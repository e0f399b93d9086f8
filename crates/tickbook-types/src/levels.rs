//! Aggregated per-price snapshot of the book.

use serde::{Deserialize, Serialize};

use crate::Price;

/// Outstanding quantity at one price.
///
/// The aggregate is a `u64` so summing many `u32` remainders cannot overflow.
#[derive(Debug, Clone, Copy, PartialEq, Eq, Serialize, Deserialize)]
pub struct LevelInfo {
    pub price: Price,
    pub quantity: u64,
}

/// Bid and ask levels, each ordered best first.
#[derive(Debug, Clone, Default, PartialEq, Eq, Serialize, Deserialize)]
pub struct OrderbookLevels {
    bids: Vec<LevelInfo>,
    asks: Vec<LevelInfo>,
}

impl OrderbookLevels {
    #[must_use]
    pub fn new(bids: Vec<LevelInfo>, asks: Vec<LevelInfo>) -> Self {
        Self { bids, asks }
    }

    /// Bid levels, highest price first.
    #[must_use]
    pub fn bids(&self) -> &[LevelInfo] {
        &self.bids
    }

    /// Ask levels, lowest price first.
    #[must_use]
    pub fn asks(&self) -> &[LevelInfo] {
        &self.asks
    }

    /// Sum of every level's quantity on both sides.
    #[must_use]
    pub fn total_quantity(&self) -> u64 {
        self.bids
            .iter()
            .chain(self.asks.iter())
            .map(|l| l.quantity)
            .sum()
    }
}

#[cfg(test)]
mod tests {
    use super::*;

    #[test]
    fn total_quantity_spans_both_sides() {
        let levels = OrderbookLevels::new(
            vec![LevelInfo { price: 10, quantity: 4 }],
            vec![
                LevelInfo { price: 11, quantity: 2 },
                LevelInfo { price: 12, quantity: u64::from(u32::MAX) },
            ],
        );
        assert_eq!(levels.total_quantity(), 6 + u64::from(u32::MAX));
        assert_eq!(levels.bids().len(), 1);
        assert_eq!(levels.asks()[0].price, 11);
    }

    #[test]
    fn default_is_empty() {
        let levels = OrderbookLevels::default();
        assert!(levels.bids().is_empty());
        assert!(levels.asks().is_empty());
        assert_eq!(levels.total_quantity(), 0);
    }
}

* **WHAT THE TASK ASKS**:
All lines from the line containing "assert!(levels.asks().is_empty());" through the end of the listing above are to be duplicated exactly; include both ends and nothing further.

* **RESPONSE BELOW**:
        assert!(levels.asks().is_empty());
        assert_eq!(levels.total_quantity(), 0);
    }
}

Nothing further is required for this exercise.